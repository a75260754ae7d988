//! OS-backed randomness and passphrase generation.

use md5::{Digest, Md5};

use super::PASSWORD_SEED_BYTES;
use crate::error::{KopyError, Result};

/// Draw `len` bytes from the operating system's CSPRNG.
///
/// # Errors
///
/// Returns `KopyError::InvalidLength` when `len` is zero, and
/// `KopyError::Entropy` if the OS entropy source fails.
pub fn random_bytes(len: usize) -> Result<Vec<u8>> {
    if len == 0 {
        return Err(KopyError::InvalidLength);
    }

    let mut buf = vec![0u8; len];
    getrandom::getrandom(&mut buf)?;
    Ok(buf)
}

/// Generate a random passphrase of `len` hexadecimal characters.
///
/// Each round hashes 100 fresh random bytes with MD5 and appends the hex
/// digest, so entropy per character is bounded by the digest, not by the
/// raw draw. Suitable for short-lived pastes only.
///
/// # Errors
///
/// Returns `KopyError::InvalidLength` when `len` is zero.
pub fn generate_password(len: usize) -> Result<String> {
    if len == 0 {
        return Err(KopyError::InvalidLength);
    }

    use std::fmt::Write as _;

    let mut output = String::new();
    while output.len() < len {
        let seed = random_bytes(PASSWORD_SEED_BYTES)?;
        for byte in Md5::digest(&seed) {
            let _ = write!(output, "{:02x}", byte);
        }
    }
    output.truncate(len);
    Ok(output)
}
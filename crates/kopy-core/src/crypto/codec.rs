//! The AES-256-CBC codec: composition of KDF, padding, framing, and the
//! block cipher.

use aes::Aes256;
use cbc::cipher::{block_padding::NoPadding, BlockDecryptMut, BlockEncryptMut, KeyIvInit};

use super::{derive_key_iv, framing, padding, Salt};
use crate::error::{KopyError, Result};

type Aes256CbcEnc = cbc::Encryptor<Aes256>;
type Aes256CbcDec = cbc::Decryptor<Aes256>;

/// Encrypt a document with a fresh random salt.
///
/// Returns the base64 `Salted__` blob that kopy.io (and
/// `openssl enc -d -aes-256-cbc -pass ...`) can decrypt.
pub fn encrypt(plaintext: &[u8], passphrase: &[u8]) -> Result<String> {
    let salt = Salt::generate()?;
    encrypt_with_salt(plaintext, passphrase, &salt)
}

/// Encrypt a document with a caller-supplied salt.
///
/// Exists for reproducible test vectors; real callers should let
/// [`encrypt`] draw a fresh salt so keys are never reused.
pub fn encrypt_with_salt(plaintext: &[u8], passphrase: &[u8], salt: &Salt) -> Result<String> {
    let key_iv = derive_key_iv(passphrase, salt);
    let padded = padding::pad(plaintext);

    // Padding is ours; the cipher only sees whole blocks.
    let cipher_bytes = Aes256CbcEnc::new(key_iv.key().into(), key_iv.iv().into())
        .encrypt_padded_vec_mut::<NoPadding>(&padded);

    framing::format_ciphertext(salt, &cipher_bytes)
}

/// Decrypt a base64 `Salted__` blob back to the document bytes.
///
/// A wrong passphrase almost always surfaces as `KopyError::BadPadding`,
/// exactly like corrupted ciphertext; the two cases cannot be told apart
/// at this layer.
pub fn decrypt(blob: &str, passphrase: &[u8]) -> Result<Vec<u8>> {
    let (salt, cipher_bytes) = framing::parse_ciphertext(blob)?;
    let key_iv = derive_key_iv(passphrase, &salt);

    let body_len = cipher_bytes.len();
    let padded = Aes256CbcDec::new(key_iv.key().into(), key_iv.iv().into())
        .decrypt_padded_vec_mut::<NoPadding>(&cipher_bytes)
        .map_err(|_| KopyError::MisalignedCiphertext(body_len))?;

    padding::unpad(&padded)
}
//! kopycat - a command-line client for the kopy.io pastebin.
//!
//! Uploads documents as-is or encrypted client-side with the service's
//! OpenSSL-compatible AES-256-CBC scheme, and fetches them back by share
//! URL or key.

mod cli;
mod commands;
mod input;
mod url;

use std::io::IsTerminal;

use clap::Parser;
use kopy_core::VERSION;

use crate::cli::{Cli, Commands};

fn main() {
    let cli = Cli::parse();

    if let Err(e) = run(&cli) {
        print_error(&e);
        std::process::exit(1);
    }
}

fn run(cli: &Cli) -> anyhow::Result<()> {
    match &cli.command {
        Some(Commands::Send(args)) => commands::send::handle_send(args),
        Some(Commands::Fetch(args)) => commands::fetch::handle_fetch(args),
        Some(Commands::Passgen(args)) => commands::passgen::handle_passgen(args),
        None => {
            println!("kopycat v{}", VERSION);
            println!("\nQuickstart:");
            println!("  kopycat send notes.txt");
            println!("  echo secret | kopycat send --encrypt --generate 14");
            println!("  kopycat fetch https://kopy.io/<key>#<passphrase>");
            println!("\nRun `kopycat --help` for full usage.");
            Ok(())
        }
    }
}

fn print_error(error: &anyhow::Error) {
    use owo_colors::OwoColorize;

    if std::io::stderr().is_terminal() {
        eprintln!("{} {:#}", "error:".red().bold(), error);
    } else {
        eprintln!("error: {:#}", error);
    }
}
#[cfg(test)]
mod tests {
    use super::*;
    use crate::WeightedRoundRobin;
    use fogmesh_test_helpers::{fixtures, MessageFactory};
    use fogmesh_topology::TopologyBuilder;
    use fogmesh_types::{Application, InstanceId};
    use std::time::Duration;
    use tracing_test::traced_test;

    fn dispatcher(device: DeviceId, topology: &Arc<Topology>) -> Dispatcher {
        Dispatcher::new(device, topology.clone(), Box::new(WeightedRoundRobin::new())).unwrap()
    }

    fn three_tier() -> Arc<Topology> {
        Arc::new(
            TopologyBuilder::new(fixtures::two_client_devices(1000))
                .build()
                .unwrap(),
        )
    }

    fn clustered() -> Arc<Topology> {
        Arc::new(
            TopologyBuilder::new(fixtures::clustered_devices(2, 1))
                .with_cluster_level(fixtures::GATEWAY_LEVEL)
                .with_cluster_latency(Duration::from_millis(2))
                .build()
                .unwrap(),
        )
    }

    fn app() -> Application {
        fixtures::single_service_app(fixtures::APP, 500)
    }

    fn transmit_target(actions: &[Action]) -> Option<(DeviceId, LinkKind, Option<DeviceId>)> {
        actions.iter().find_map(|a| match a {
            Action::Transmit {
                to, link, message, ..
            } => Some((*to, *link, message.destination_device)),
            _ => None,
        })
    }

    #[test]
    fn test_up_message_resolved_through_load_balancer() {
        let topology = three_tier();
        let mut client = dispatcher(fixtures::CLIENT, &topology);
        client.on_discovery_update(fixtures::SERVICE.into(), fixtures::FON);

        let message = MessageFactory::new(&app()).make(
            "RAW",
            Direction::Up,
            fixtures::CLIENT_MODULE,
            fixtures::SERVICE,
        );
        let actions = client.on_message(Box::new(message), &Deployment::new(fixtures::CLIENT));
        assert_eq!(
            transmit_target(&actions),
            Some((fixtures::FON, LinkKind::Uplink, Some(fixtures::FON)))
        );
    }

    #[test]
    fn test_round_robin_alternates_hosts() {
        let topology = three_tier();
        let mut client = dispatcher(fixtures::CLIENT, &topology);
        client.on_discovery_update(fixtures::SERVICE.into(), fixtures::FON);
        client.on_discovery_update(fixtures::SERVICE.into(), fixtures::CLOUD);

        let mut factory = MessageFactory::new(&app());
        let deployment = Deployment::new(fixtures::CLIENT);
        let destinations: Vec<_> = (0..3)
            .map(|_| {
                let message =
                    factory.make("RAW", Direction::Up, fixtures::CLIENT_MODULE, fixtures::SERVICE);
                let actions = client.on_message(Box::new(message), &deployment);
                // Free the uplink so every message is transmitted immediately.
                client.on_link_freed(LinkKind::Uplink);
                transmit_target(&actions).and_then(|t| t.2)
            })
            .collect();
        assert_eq!(
            destinations,
            vec![Some(fixtures::FON), Some(fixtures::CLOUD), Some(fixtures::FON)]
        );
    }

    #[traced_test]
    #[test]
    fn test_unresolvable_up_message_dropped() {
        let topology = three_tier();
        let mut client = dispatcher(fixtures::CLIENT, &topology);
        let message = MessageFactory::new(&app()).make(
            "RAW",
            Direction::Up,
            fixtures::CLIENT_MODULE,
            fixtures::SERVICE,
        );
        let actions = client.on_message(Box::new(message), &Deployment::new(fixtures::CLIENT));
        assert!(matches!(
            actions.as_slice(),
            [Action::RecordDrop {
                reason: DropReason::Unresolvable,
                ..
            }]
        ));
        assert!(logs_contain("No device resolvable"));
    }

    #[test]
    fn test_down_message_follows_traversal_ledger() {
        let topology = three_tier();
        let mut fon = dispatcher(fixtures::FON, &topology);
        let mut message = MessageFactory::new(&app()).make(
            "SERVICE_OUT",
            Direction::Down,
            fixtures::SERVICE,
            fixtures::CLIENT_MODULE,
        );
        message.record_traversal(fixtures::CLIENT_B, fixtures::CLIENT_MODULE);

        let actions = fon.on_message(Box::new(message), &Deployment::new(fixtures::FON));
        assert_eq!(
            transmit_target(&actions),
            Some((fixtures::CLIENT_B, LinkKind::Downlink, Some(fixtures::CLIENT_B)))
        );
    }

    #[test]
    fn test_local_execution_pins_and_records_traversal() {
        let topology = three_tier();
        let mut fon = dispatcher(fixtures::FON, &topology);
        let mut deployment = Deployment::new(fixtures::FON);
        let instance = deployment.launch(AppId::new(fixtures::APP), fixtures::SERVICE);

        let mut message = MessageFactory::new(&app()).make(
            "RAW",
            Direction::Up,
            fixtures::CLIENT_MODULE,
            fixtures::SERVICE,
        );
        message.destination_device = Some(fixtures::FON);

        let actions = fon.on_message(Box::new(message), &deployment);
        match actions.as_slice() {
            [Action::Execute {
                instance: chosen,
                message,
            }] => {
                assert_eq!(*chosen, instance);
                assert_eq!(message.pin(fixtures::SERVICE), Some(instance));
                assert_eq!(
                    message.device_for_microservice(fixtures::SERVICE),
                    Some(fixtures::FON)
                );
            }
            other => panic!("unexpected actions: {other:?}"),
        }
    }

    #[traced_test]
    #[test]
    fn test_stale_pin_dropped_without_ledger_change() {
        let topology = three_tier();
        let mut fon = dispatcher(fixtures::FON, &topology);
        let mut deployment = Deployment::new(fixtures::FON);
        deployment.launch(AppId::new(fixtures::APP), fixtures::SERVICE);

        let mut message = MessageFactory::new(&app()).make(
            "RAW",
            Direction::Up,
            fixtures::CLIENT_MODULE,
            fixtures::SERVICE,
        );
        message.destination_device = Some(fixtures::FON);
        message.set_pin(fixtures::SERVICE, InstanceId::new(fixtures::CLOUD, 7));

        let actions = fon.on_message(Box::new(message), &deployment);
        assert!(matches!(
            actions.as_slice(),
            [Action::RecordDrop {
                reason: DropReason::StalePin,
                ..
            }]
        ));
        assert!(!actions.iter().any(|a| matches!(a, Action::Execute { .. })));
        assert!(logs_contain("No matching instance"));
    }

    #[test]
    fn test_sibling_reached_over_cluster_link() {
        let topology = clustered();
        let gateways = fixtures::gateway_ids(2);
        let mut gw = dispatcher(gateways[0], &topology);
        gw.on_discovery_update(fixtures::SERVICE.into(), gateways[1]);

        let message = MessageFactory::new(&app()).make(
            "RAW",
            Direction::Up,
            fixtures::CLIENT_MODULE,
            fixtures::SERVICE,
        );
        let actions = gw.on_message(Box::new(message), &Deployment::new(gateways[0]));
        assert_eq!(
            transmit_target(&actions),
            Some((gateways[1], LinkKind::Cluster, Some(gateways[1])))
        );
        assert!(gw.links().is_busy(LinkKind::Cluster));
    }

    #[test]
    fn test_cloud_records_inbound_traffic() {
        let topology = three_tier();
        let mut cloud = dispatcher(fixtures::CLOUD, &topology);
        let mut message = MessageFactory::new(&app()).make(
            "RAW",
            Direction::Up,
            fixtures::CLIENT_MODULE,
            fixtures::SERVICE,
        );
        message.destination_device = Some(fixtures::CLOUD);
        let actions = cloud.on_message(Box::new(message), &Deployment::new(fixtures::CLOUD));
        assert!(matches!(actions[0], Action::RecordCloudTraffic { .. }));
    }

    #[test]
    fn test_actuator_delivery() {
        let topology = three_tier();
        let mut client = dispatcher(fixtures::CLIENT, &topology);
        client.attach_actuator(AttachedActuator {
            id: ActuatorId(5),
            app_id: AppId::new(fixtures::APP),
            actuator_type: fixtures::ACTUATOR_TYPE.into(),
        });

        let mut factory = MessageFactory::new(&app());
        let message = factory.make(
            "SHOW",
            Direction::Actuator,
            fixtures::CLIENT_MODULE,
            fixtures::ACTUATOR_TYPE,
        );
        let deployment = Deployment::new(fixtures::CLIENT);
        let actions = client.on_message(Box::new(message), &deployment);
        assert!(matches!(
            actions.as_slice(),
            [Action::DeliverToActuator {
                actuator: ActuatorId(5),
                ..
            }]
        ));

        let mut named = factory.make(
            "SHOW",
            Direction::Actuator,
            fixtures::CLIENT_MODULE,
            fixtures::ACTUATOR_TYPE,
        );
        named.actuator = Some(ActuatorId(6));
        let actions = client.on_message(Box::new(named), &deployment);
        assert!(matches!(
            actions.as_slice(),
            [Action::RecordDrop {
                reason: DropReason::NoActuator,
                ..
            }]
        ));
    }
}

What you should do: Find every line of the data above that holds the word "anyhow", then state how many there are and nothing else.

Your response: 2